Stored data
=== Begin Enclosure ===

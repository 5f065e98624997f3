use crate::rate_limit::Window;
use std::collections::HashMap;
use std::sync::{Arc, Mutex, MutexGuard, PoisonError};
use tracing::warn;

/// Identifies one token bucket.
#[derive(Debug, Clone, PartialEq, Eq, Hash, PartialOrd, Ord)]
pub struct BucketKey {
    /// Upstream endpoint, e.g. `"geocode"` or `"places/nearby"`.
    pub endpoint: String,
    /// Caller identity the quota is tracked for (API key, user, tenant).
    pub identifier: String,
    /// Window this bucket limits.
    pub window: Window,
}

impl BucketKey {
    /// Key for the `window` bucket of one `(endpoint, identifier)` pair.
    ///
    /// ```rust
    /// use geoguard::rate_limit::store::BucketKey;
    /// use geoguard::Window;
    ///
    /// let key = BucketKey::new("geocode", "api-key", Window::Minute);
    /// assert_eq!(key.endpoint, "geocode");
    /// assert_eq!(key.window, Window::Minute);
    /// ```
    pub fn new(endpoint: &str, identifier: &str, window: Window) -> Self {
        Self { endpoint: endpoint.to_owned(), identifier: identifier.to_owned(), window }
    }
}

/// What [`Bucket::refill`] had to repair before refilling.
#[derive(Debug, Clone, Copy, PartialEq, Eq)]
pub enum Heal {
    /// `last_refill` was ahead of the clock; it was treated as "now".
    FutureTimestamp,
    /// `tokens` was NaN or outside `[0, capacity]`; it was clamped.
    TokensOutOfRange,
}

/// A single token bucket.
///
/// Tokens are fractional so slow windows (a day bucket gains one token every
/// few minutes) accumulate refill between accesses.
#[derive(Debug, Clone, PartialEq)]
pub struct Bucket {
    /// Tokens available, `0 ≤ tokens ≤ capacity` after every refill.
    pub tokens: f64,
    /// Maximum tokens.
    pub capacity: u32,
    /// Clock millis of the last refill.
    pub last_refill: u64,
    /// Window the bucket refills over.
    pub window: Window,
}

impl Bucket {
    /// A full bucket, last refilled at `now`.
    pub fn full(window: Window, capacity: u32, now: u64) -> Self {
        Self { tokens: f64::from(capacity), capacity, last_refill: now, window }
    }

    /// Tokens gained per second.
    pub fn refill_rate(&self) -> f64 {
        f64::from(self.capacity) / self.window.length().as_secs_f64()
    }

    /// Bring the bucket up to `now`.
    ///
    /// Corrupted state is repaired rather than rejected: a timestamp from the
    /// future is treated as `now` (no refill this time), and a token count
    /// outside the valid range is clamped (NaN becomes 0).
    pub fn refill(&mut self, now: u64) -> Option<Heal> {
        let mut healed = None;
        let capacity = f64::from(self.capacity);

        if self.tokens.is_nan() {
            self.tokens = 0.0;
            healed = Some(Heal::TokensOutOfRange);
        } else if !(0.0..=capacity).contains(&self.tokens) {
            self.tokens = self.tokens.clamp(0.0, capacity);
            healed = Some(Heal::TokensOutOfRange);
        }

        if self.last_refill > now {
            self.last_refill = now;
            return Some(Heal::FutureTimestamp);
        }

        let elapsed = now - self.last_refill;
        let window_ms = self.window.millis();
        self.tokens = if elapsed >= window_ms {
            capacity
        } else {
            // multiply before dividing so a full window lands exactly on capacity
            let gained = (elapsed as f64 * capacity) / window_ms as f64;
            (self.tokens + gained).min(capacity)
        };
        self.last_refill = now;
        healed
    }

    /// Whole seconds (at least 1) until one token is available.
    pub fn retry_after_secs(&self) -> u64 {
        let wait_ms = self.millis_until(1.0);
        ((wait_ms + 999) / 1_000).max(1)
    }

    /// Millis until the bucket holds at least `target` tokens.
    pub fn millis_until(&self, target: f64) -> u64 {
        let missing = target - self.tokens;
        if missing <= 0.0 || self.capacity == 0 {
            return 0;
        }
        let ms = (missing * self.window.millis() as f64 / f64::from(self.capacity)).ceil();
        ms as u64
    }
}

/// Owned, cloneable handle to a table of token buckets.
///
/// Clones share the same table. All access goes through one mutex, which is
/// what makes refill-then-consume atomic across the four windows of a key.
/// Independent limiters get independent stores.
#[derive(Debug, Clone, Default)]
pub struct BucketStore {
    inner: Arc<Mutex<HashMap<BucketKey, Bucket>>>,
}

impl BucketStore {
    /// Empty store.
    pub fn new() -> Self {
        Self::default()
    }

    /// Lock the table. A poisoned lock is recovered: bucket state is plain
    /// data and every entry self-heals on its next refill.
    pub(crate) fn lock(&self) -> MutexGuard<'_, HashMap<BucketKey, Bucket>> {
        self.inner.lock().unwrap_or_else(|poisoned: PoisonError<_>| {
            warn!(target: "geoguard::rate_limit", "bucket store lock was poisoned; recovering");
            poisoned.into_inner()
        })
    }

    /// Copy of one bucket, as stored (not refilled).
    pub fn get(&self, key: &BucketKey) -> Option<Bucket> {
        self.lock().get(key).cloned()
    }

    /// Insert or replace a bucket, returning the previous one.
    pub fn insert(&self, key: BucketKey, bucket: Bucket) -> Option<Bucket> {
        self.lock().insert(key, bucket)
    }

    /// Remove every bucket matching `pred`, returning how many were removed.
    pub fn remove_where<F>(&self, mut pred: F) -> usize
    where
        F: FnMut(&BucketKey) -> bool,
    {
        let mut table = self.lock();
        let before = table.len();
        table.retain(|key, _| !pred(key));
        before - table.len()
    }

    /// Remove every bucket.
    pub fn clear(&self) -> usize {
        let mut table = self.lock();
        let removed = table.len();
        table.clear();
        removed
    }

    /// Number of tracked buckets.
    pub fn len(&self) -> usize {
        self.lock().len()
    }

    /// True when no bucket is tracked.
    pub fn is_empty(&self) -> bool {
        self.lock().is_empty()
    }

    /// Tracked keys, sorted.
    pub fn keys(&self) -> Vec<BucketKey> {
        let mut keys: Vec<BucketKey> = self.lock().keys().cloned().collect();
        keys.sort();
        keys
    }
}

=== End Enclosure ===

■ Brief:
Check each line of the data above for the string "state", and copy the ones that have it.

■ Answer for this exercise:
    /// Corrupted state is repaired rather than rejected: a timestamp from the
    /// Lock the table. A poisoned lock is recovered: bucket state is plain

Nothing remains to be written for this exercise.